Genetic Algorithm to Optimize Design of Micro-Surgical Scissors
Abstract
Microrobotics is an attractive area of research as small-scale robots have
the potential to improve the precision and dexterity offered by minimally
invasive surgeries. One example of such a tool is a pair of micro-surgical
scissors that was developed for cutting of tumors or cancerous tissues present
deep inside the body such as in the brain. This task is often deemed difficult
or impossible with conventional robotic tools due to their size and dexterity.
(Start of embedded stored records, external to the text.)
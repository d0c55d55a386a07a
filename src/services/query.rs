use crate::errors::ToolError;
use serde_json::Value;

/// One parameter value before it is put on the wire.
#[derive(Debug, Clone, PartialEq)]
pub enum QueryValue {
    Text(String),
    Int(i64),
    Bool(bool),
    List(Vec<String>),
    Json(Value),
}

impl From<&str> for QueryValue {
    fn from(value: &str) -> Self {
        QueryValue::Text(value.to_string())
    }
}

impl From<String> for QueryValue {
    fn from(value: String) -> Self {
        QueryValue::Text(value)
    }
}

impl From<i64> for QueryValue {
    fn from(value: i64) -> Self {
        QueryValue::Int(value)
    }
}

impl From<u32> for QueryValue {
    fn from(value: u32) -> Self {
        QueryValue::Int(i64::from(value))
    }
}

impl From<bool> for QueryValue {
    fn from(value: bool) -> Self {
        QueryValue::Bool(value)
    }
}

impl From<Vec<String>> for QueryValue {
    fn from(value: Vec<String>) -> Self {
        QueryValue::List(value)
    }
}

impl From<&[&str]> for QueryValue {
    fn from(value: &[&str]) -> Self {
        QueryValue::List(value.iter().map(|s| s.to_string()).collect())
    }
}

impl From<Value> for QueryValue {
    fn from(value: Value) -> Self {
        QueryValue::Json(value)
    }
}

/// How a declared field is written to the query string.
#[derive(Debug, Clone, Copy, PartialEq, Eq)]
pub enum Encoding {
    /// `key=value`; lists still expand to one pair per element.
    Scalar,
    /// One `key=value` pair per list element, in list order.
    Repeated,
    /// Present as `key=true` only when the value is `true`.
    Flag,
    /// The whole value serialized as one JSON string.
    Json,
    /// Like `Scalar`, but a zero number is treated as absent.
    NonZero,
}

/// A field declaration: the name callers use, the name the upstream API
/// expects, and the encoding strategy.
#[derive(Debug, Clone, Copy)]
pub struct QueryField {
    pub semantic: &'static str,
    pub wire: &'static str,
    pub encoding: Encoding,
}

impl QueryField {
    pub const fn new(semantic: &'static str, wire: &'static str, encoding: Encoding) -> Self {
        Self {
            semantic,
            wire,
            encoding,
        }
    }

    pub const fn same(name: &'static str, encoding: Encoding) -> Self {
        Self::new(name, name, encoding)
    }
}

/// Ordered parameter map keyed by semantic name. `None` entries are kept so
/// callers can set optional fields unconditionally; they never reach the wire.
#[derive(Debug, Clone, Default, PartialEq)]
pub struct QueryParams {
    entries: Vec<(String, Option<QueryValue>)>,
}

impl QueryParams {
    pub fn new() -> Self {
        Self::default()
    }

    pub fn set<V: Into<QueryValue>>(&mut self, key: &str, value: Option<V>) -> &mut Self {
        let value = value.map(Into::into);
        if let Some(slot) = self.entries.iter_mut().find(|(k, _)| k == key) {
            slot.1 = value;
        } else {
            self.entries.push((key.to_string(), value));
        }
        self
    }

    pub fn insert<V: Into<QueryValue>>(&mut self, key: &str, value: V) -> &mut Self {
        self.set(key, Some(value))
    }

    pub fn get(&self, key: &str) -> Option<&QueryValue> {
        self.entries
            .iter()
            .find(|(k, _)| k == key)
            .and_then(|(_, v)| v.as_ref())
    }
}

fn render(value: &QueryValue, encoding: Encoding) -> Result<Vec<String>, ToolError> {
    let rendered = match (encoding, value) {
        (Encoding::Json, value) => {
            let json = match value {
                QueryValue::Json(inner) => serde_json::to_string(inner)?,
                QueryValue::Text(text) => serde_json::to_string(text)?,
                QueryValue::Int(n) => n.to_string(),
                QueryValue::Bool(b) => b.to_string(),
                QueryValue::List(items) => serde_json::to_string(items)?,
            };
            vec![json]
        }
        (_, QueryValue::List(items)) => items.clone(),
        (_, QueryValue::Bool(true)) => vec!["true".to_string()],
        (_, QueryValue::Bool(false)) => Vec::new(),
        (Encoding::Flag, _) => Vec::new(),
        (Encoding::NonZero, QueryValue::Int(0)) => Vec::new(),
        (_, QueryValue::Int(n)) => vec![n.to_string()],
        (_, QueryValue::Text(text)) => vec![text.clone()],
        (_, QueryValue::Json(inner)) => vec![serde_json::to_string(inner)?],
    };
    Ok(rendered)
}

fn serialize_pairs(pairs: &[(&str, String)]) -> Result<String, ToolError> {
    serde_urlencoded::to_string(pairs)
        .map_err(|err| ToolError::internal(format!("Failed to encode query: {}", err)))
}

/// Encodes only the declared fields, in declaration order, each under its
/// wire name with its declared strategy. Unset and undeclared entries never
/// reach the output.
pub fn encode(params: &QueryParams, fields: &[QueryField]) -> Result<String, ToolError> {
    let mut pairs = Vec::new();
    for field in fields {
        let Some(value) = params.get(field.semantic) else {
            continue;
        };
        for item in render(value, field.encoding)? {
            pairs.push((field.wire, item));
        }
    }
    serialize_pairs(&pairs)
}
The scissors are designed with two magnets placed a specific distance apart to
maximize deflection and generate cutting forces. However, remote actuation and
size requirements of the micro-surgical scissors limits the force that can be
generated to puncture the tissue. To address the limitation of small output
forces, we use an evolutionary algorithm to further optimize the performance of
the scissors. In this study, the design of the previously developed untethered
micro-surgical scissors has been modified and their performance is enhanced by
determining the optimal position of the magnets as well as the direction of
each magnetic moment. The developed algorithm is successfully applied to a
4-magnet configuration which results in increased net torque. This improvement
in net torque is directly translated into higher cutting forces. The new
configuration generates a cutting force of 58 mN from 80 generations of the
evolutionary algorithm which is a 1.65 times improvement from the original
design. Furthermore, the developed algorithm has the advantage that it can be
deployed with minor modifications to other microrobotic tools and systems,
opening up new possibilities for various medical procedures and applications.